- **Input records**:
- - - -
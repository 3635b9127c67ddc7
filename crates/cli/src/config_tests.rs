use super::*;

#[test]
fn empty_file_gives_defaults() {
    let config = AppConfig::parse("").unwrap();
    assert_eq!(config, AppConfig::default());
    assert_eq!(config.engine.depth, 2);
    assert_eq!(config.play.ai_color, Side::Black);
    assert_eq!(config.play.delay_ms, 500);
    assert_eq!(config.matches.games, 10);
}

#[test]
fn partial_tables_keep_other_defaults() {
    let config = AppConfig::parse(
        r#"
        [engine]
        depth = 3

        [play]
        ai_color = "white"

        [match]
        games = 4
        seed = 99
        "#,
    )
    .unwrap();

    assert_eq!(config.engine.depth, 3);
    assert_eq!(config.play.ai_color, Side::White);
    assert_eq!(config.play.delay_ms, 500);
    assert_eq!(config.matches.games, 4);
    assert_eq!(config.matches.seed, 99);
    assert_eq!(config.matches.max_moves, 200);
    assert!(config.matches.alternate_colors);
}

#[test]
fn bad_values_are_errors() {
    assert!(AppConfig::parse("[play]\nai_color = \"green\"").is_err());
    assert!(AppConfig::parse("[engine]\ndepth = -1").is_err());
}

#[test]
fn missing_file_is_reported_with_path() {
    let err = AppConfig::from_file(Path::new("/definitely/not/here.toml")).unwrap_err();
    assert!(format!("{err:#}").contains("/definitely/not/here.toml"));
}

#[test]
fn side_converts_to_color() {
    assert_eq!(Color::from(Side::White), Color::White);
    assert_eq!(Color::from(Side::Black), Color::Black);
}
- - - -
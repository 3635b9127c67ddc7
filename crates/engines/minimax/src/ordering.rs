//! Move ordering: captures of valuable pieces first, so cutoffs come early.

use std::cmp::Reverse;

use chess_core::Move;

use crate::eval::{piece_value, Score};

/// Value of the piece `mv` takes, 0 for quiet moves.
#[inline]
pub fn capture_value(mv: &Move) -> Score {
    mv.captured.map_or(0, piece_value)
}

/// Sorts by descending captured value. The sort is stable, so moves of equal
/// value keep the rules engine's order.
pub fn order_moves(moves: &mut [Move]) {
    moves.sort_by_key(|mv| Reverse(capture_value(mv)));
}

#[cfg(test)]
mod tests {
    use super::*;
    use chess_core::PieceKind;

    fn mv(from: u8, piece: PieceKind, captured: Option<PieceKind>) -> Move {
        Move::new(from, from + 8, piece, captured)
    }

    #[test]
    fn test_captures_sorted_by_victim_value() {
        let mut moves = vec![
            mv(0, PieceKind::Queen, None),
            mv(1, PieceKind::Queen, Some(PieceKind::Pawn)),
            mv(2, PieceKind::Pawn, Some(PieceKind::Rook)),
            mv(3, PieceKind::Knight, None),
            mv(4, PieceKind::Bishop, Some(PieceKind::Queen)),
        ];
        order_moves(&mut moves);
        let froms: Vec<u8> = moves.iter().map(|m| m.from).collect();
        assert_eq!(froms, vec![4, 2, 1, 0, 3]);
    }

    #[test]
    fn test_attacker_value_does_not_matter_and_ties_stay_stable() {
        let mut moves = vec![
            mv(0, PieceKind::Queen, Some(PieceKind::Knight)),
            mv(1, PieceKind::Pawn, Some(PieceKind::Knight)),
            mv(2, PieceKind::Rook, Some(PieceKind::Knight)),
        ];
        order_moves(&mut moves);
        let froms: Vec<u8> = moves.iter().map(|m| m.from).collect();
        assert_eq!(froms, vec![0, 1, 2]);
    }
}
- - - -
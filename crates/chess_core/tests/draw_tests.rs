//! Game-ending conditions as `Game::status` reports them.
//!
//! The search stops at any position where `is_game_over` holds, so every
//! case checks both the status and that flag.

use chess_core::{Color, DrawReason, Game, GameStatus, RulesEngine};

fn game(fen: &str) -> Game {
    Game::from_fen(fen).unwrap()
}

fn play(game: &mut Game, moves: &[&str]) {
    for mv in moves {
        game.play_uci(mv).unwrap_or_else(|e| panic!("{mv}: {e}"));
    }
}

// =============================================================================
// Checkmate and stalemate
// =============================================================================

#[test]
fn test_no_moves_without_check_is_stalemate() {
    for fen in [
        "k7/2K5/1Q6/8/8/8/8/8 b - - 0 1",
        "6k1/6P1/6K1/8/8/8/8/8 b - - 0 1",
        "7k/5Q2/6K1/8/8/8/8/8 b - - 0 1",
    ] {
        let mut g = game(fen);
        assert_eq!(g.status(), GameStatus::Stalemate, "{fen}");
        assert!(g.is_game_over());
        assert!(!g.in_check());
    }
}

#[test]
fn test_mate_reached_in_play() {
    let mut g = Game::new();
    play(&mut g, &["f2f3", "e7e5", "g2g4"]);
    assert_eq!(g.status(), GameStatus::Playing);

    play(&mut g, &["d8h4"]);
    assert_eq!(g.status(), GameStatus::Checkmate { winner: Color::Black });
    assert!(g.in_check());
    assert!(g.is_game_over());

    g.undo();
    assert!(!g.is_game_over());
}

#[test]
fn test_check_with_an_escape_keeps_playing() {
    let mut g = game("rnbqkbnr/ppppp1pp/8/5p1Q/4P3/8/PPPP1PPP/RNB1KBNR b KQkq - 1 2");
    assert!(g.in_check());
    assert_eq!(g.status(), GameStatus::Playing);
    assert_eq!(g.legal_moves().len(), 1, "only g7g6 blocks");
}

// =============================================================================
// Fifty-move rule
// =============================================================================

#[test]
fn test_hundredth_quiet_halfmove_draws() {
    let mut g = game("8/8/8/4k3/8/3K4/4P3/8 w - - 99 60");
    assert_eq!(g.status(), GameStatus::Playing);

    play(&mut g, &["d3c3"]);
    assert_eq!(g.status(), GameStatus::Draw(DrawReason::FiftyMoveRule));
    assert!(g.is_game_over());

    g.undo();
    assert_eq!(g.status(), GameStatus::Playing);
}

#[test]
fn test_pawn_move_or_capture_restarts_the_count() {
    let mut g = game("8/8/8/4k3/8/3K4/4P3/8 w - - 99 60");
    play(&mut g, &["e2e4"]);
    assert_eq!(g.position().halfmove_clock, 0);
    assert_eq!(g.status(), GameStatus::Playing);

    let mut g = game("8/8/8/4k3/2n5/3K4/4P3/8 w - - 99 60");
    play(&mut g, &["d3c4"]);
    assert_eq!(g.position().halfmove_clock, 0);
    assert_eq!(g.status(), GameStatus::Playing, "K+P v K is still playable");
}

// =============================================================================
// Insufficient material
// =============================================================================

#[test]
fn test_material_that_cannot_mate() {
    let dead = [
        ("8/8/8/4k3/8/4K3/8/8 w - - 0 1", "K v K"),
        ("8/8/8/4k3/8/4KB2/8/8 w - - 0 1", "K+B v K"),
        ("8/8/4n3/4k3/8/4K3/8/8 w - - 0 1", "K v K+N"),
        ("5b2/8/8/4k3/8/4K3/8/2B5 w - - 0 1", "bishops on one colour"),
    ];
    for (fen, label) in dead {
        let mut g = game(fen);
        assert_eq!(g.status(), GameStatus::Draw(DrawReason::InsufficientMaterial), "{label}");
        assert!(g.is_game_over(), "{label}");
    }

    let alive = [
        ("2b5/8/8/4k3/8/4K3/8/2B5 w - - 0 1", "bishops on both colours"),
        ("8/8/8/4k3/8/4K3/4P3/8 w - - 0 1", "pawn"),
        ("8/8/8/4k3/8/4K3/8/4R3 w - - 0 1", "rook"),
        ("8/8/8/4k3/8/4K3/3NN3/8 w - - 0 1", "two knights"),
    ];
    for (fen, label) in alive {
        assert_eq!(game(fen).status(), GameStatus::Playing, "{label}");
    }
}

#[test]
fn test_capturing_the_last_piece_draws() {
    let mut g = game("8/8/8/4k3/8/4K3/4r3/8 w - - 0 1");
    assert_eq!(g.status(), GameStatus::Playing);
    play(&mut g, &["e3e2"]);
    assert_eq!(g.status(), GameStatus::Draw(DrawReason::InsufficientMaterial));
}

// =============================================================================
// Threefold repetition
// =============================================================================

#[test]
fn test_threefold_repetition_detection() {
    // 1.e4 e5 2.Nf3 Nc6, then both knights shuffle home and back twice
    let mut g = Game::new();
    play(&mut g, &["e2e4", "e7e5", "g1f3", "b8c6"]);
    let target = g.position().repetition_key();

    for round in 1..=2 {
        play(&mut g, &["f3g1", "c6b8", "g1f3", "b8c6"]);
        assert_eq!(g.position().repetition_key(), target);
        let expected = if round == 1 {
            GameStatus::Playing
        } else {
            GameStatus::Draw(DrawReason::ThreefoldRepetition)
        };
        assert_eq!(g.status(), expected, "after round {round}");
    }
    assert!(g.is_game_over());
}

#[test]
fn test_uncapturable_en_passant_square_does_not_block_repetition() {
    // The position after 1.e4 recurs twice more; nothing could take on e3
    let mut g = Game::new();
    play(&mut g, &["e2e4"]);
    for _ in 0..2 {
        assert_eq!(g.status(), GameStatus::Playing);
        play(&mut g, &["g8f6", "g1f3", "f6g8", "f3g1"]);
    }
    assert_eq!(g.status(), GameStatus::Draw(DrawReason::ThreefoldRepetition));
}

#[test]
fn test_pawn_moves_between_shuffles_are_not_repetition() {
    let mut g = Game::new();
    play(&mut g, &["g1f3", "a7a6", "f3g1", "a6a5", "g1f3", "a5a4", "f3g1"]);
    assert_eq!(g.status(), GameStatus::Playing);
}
- - - -
- **Task objective**: Copy every line of the data that holds the string "None".

- **Solution to this problem**:
            mv(0, PieceKind::Queen, None),
            mv(3, PieceKind::Knight, None),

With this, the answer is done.